High Watermarks of Market Risk

Abstract

The volatility has long been used as an auxiliary variable in the processes explaining the returns on risky assets. In this traditional framework, the observable were the returns and the volatility remained a latent variable, whose value or possible values were a by-product of the estimation. Recently, the focus has changed and many studies have been devoted to empirical estimates of the volatility itself, without specifying necessarily any model for the prices themselves. This has been made possible by the increased availability of high-frequency data, and the theoretical works of Barndorff-Nielsen and Shephard (2002) showing convergence between an empirical measure of volatility and its theoretical expression. The empirical measure of volatility has been progressively refined, from a simple sum of squared returns to more sophisticated measures taking into account microstructure biases (see for instance Oomen, 2005). In parallel, some theoretical developments have put back into focus the role of jumps. There are now procedures to disentangle the jump part of the empirical volatility from its regular fluctuations. Taking the volatility as a random variable in itself means studying its characteristics.
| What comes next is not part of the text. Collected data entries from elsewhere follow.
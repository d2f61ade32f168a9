//! In-memory container
//!
//! A small reference container implementing [`ContainerAdapter`], so the
//! engine can be exercised end to end without a host framework.
//!
//! | Type | Role |
//! |------|------|
//! | [`ServiceCollection`] | Adapter: descriptors in registration order |
//! | [`ServiceProvider`] | Resolves descriptors, caches by lifetime |
//! | [`ActivatorRegistry`] | Constructors per implementation definition |
//!
//! [`ContainerAdapter`]: strata_domain::ports::ContainerAdapter

pub mod activator;
pub mod collection;
pub mod descriptor;
pub mod instance;
pub mod provider;

pub use activator::{ACTIVATORS, ActivationContext, ActivatorEntry, ActivatorFn, ActivatorRegistry};
pub use collection::ServiceCollection;
pub use descriptor::{Activation, DescriptorId, ServiceDescriptor};
pub use instance::Instance;
pub use provider::{ScopeId, ServiceProvider};
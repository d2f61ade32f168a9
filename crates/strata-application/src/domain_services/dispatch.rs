//! Composite dispatch planning
//!
//! A dispatch composite implements a generic service closed over an
//! interface (`IHandler<IProduct>`) and routes each call to the
//! implementations registered for the argument's concrete type
//! (`IHandler<Battery>`, `IHandler<Screen>`, ...). Planning decides, once
//! and without touching any container, which concrete cases exist and which
//! implementations each case holds.

use std::collections::BTreeSet;
use std::sync::Arc;

use strata_domain::value_objects::{
    AggregationMode, RegistrationEntry, RegistrationGraph, RegistrationRecord, TypeRef,
};
use tracing::debug;

use crate::domain_services::type_system::TypeSystem;

/// One concrete argument type handled by a dispatcher
#[derive(Debug, Clone, PartialEq, Eq)]
pub struct DispatchCase {
    /// Concrete argument type matched at call time
    pub argument: TypeRef,
    /// Closed service type resolved for this case
    pub service: TypeRef,
    /// Implementations registered for `service`, in registration order
    pub implementations: Vec<TypeRef>,
}

/// Dispatch table layout for one dispatch composite
#[derive(Debug, Clone, PartialEq)]
pub struct DispatchPlan {
    /// The dispatch composite record
    pub dispatcher: Arc<RegistrationRecord>,
    /// Service the dispatcher is registered as
    pub service: TypeRef,
    /// Interface the generic parameter is constrained to
    pub constraint: TypeRef,
    /// How several matched implementations combine
    pub mode: AggregationMode,
    /// Hold every matched implementation, or only the last registered one
    pub multiple: bool,
    /// Concrete cases, ordered by argument type
    pub cases: Vec<DispatchCase>,
}

impl DispatchPlan {
    /// Case for `argument`, if any
    pub fn case_for(&self, argument: &TypeRef) -> Option<&DispatchCase> {
        self.cases.iter().find(|c| &c.argument == argument)
    }
}

/// Computes dispatch plans from a built graph
pub struct DispatchPlanner<'a, 'c> {
    types: &'a TypeSystem<'c>,
}

impl<'a, 'c> DispatchPlanner<'a, 'c> {
    /// Create over `types`
    pub fn new(types: &'a TypeSystem<'c>) -> Self {
        Self { types }
    }

    /// Plans for every materialized dispatch composite in `graph`
    pub fn plan(&self, graph: &RegistrationGraph) -> Vec<DispatchPlan> {
        graph
            .base_registrations
            .iter()
            .filter(|e| e.record.is_dispatcher)
            .flat_map(|entry| self.plan_entry(graph, entry))
            .collect()
    }

    fn plan_entry(&self, graph: &RegistrationGraph, entry: &RegistrationEntry) -> Vec<DispatchPlan> {
        entry
            .effective_service_types
            .iter()
            .filter(|service| **service != entry.record.implementation_type)
            .filter_map(|service| self.plan_service(graph, entry, service))
            .collect()
    }

    fn plan_service(
        &self,
        graph: &RegistrationGraph,
        entry: &RegistrationEntry,
        service: &TypeRef,
    ) -> Option<DispatchPlan> {
        let definition = service.definition()?;
        let constraint = self.types.single_interface_constraint(definition)?;
        if service.arguments() != std::slice::from_ref(&constraint) {
            return None;
        }
        let parameter = self.types.parameter(definition, 0)?;

        let mut arguments = BTreeSet::new();
        let reachable = graph
            .materialized_entries
            .iter()
            .flat_map(|e| e.record.required_types.iter())
            .chain(graph.base_implementations_by_service.keys());
        for ty in reachable {
            collect_arguments(ty, service, &mut arguments);
        }

        let cases: Vec<DispatchCase> = arguments
            .into_iter()
            .filter(|argument| argument != &constraint)
            .filter(|argument| self.types.describe(argument).is_some_and(|d| d.is_concrete()))
            .filter(|argument| {
                self.types
                    .satisfies(&parameter, argument, std::slice::from_ref(argument))
                    .is_ok()
            })
            .map(|argument| {
                let closed = TypeRef::Named {
                    definition: definition.clone(),
                    arguments: vec![argument.clone()],
                };
                let implementations = graph
                    .base_implementations_for(&closed)
                    .iter()
                    .map(|e| e.record.implementation_type.clone())
                    .collect();
                DispatchCase {
                    argument,
                    service: closed,
                    implementations,
                }
            })
            .collect();

        debug!(
            dispatcher = %entry.record.implementation_type,
            service = %service,
            cases = cases.len(),
            "Planned dispatch composite"
        );

        Some(DispatchPlan {
            dispatcher: Arc::clone(&entry.record),
            service: service.clone(),
            constraint,
            mode: entry.record.dispatch_mode,
            multiple: entry.record.dispatch_multiple,
            cases,
        })
    }
}

/// Collect the arguments of every closed type sharing `service`'s definition,
/// looking through nested generic arguments
fn collect_arguments(ty: &TypeRef, service: &TypeRef, into: &mut BTreeSet<TypeRef>) {
    if ty.same_definition(service) && !ty.contains_parameters() {
        if let [argument] = ty.arguments() {
            into.insert(argument.clone());
        }
    }
    for argument in ty.arguments() {
        collect_arguments(argument, service, into);
    }
}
It is well known that volatility dynamics are autoregressive but also that obviously its process is stationary. Given that, it is natural to look for the best fit for the distribution of the volatility, given that the theory yields several possible candidates. Of special interest is the estimation of the likelihood of the volatility peaks, which relies on Extreme Value Theory. In this article, we first present several estimates of measures of risk, using both high frequency data and lower frequency data. The aim here is also to show what lower frequency measures can be substitute to the high precision measures when transaction data is unavailable. The second part is devoted to the studies of the distribution of the volatility, using general forms of common distribution functions. Finally, we focus on the slope of the tail of the various risk measure distribution, in order to estimate the frequency of extreme events and define the high watermarks for market risks. Using several techniques of estimation, we finally do not find evidence for the need of a specification with heavier tails than the ones of the traditional log-normal. The tail estimates additionally yield return times for the extreme market events, as another reality check.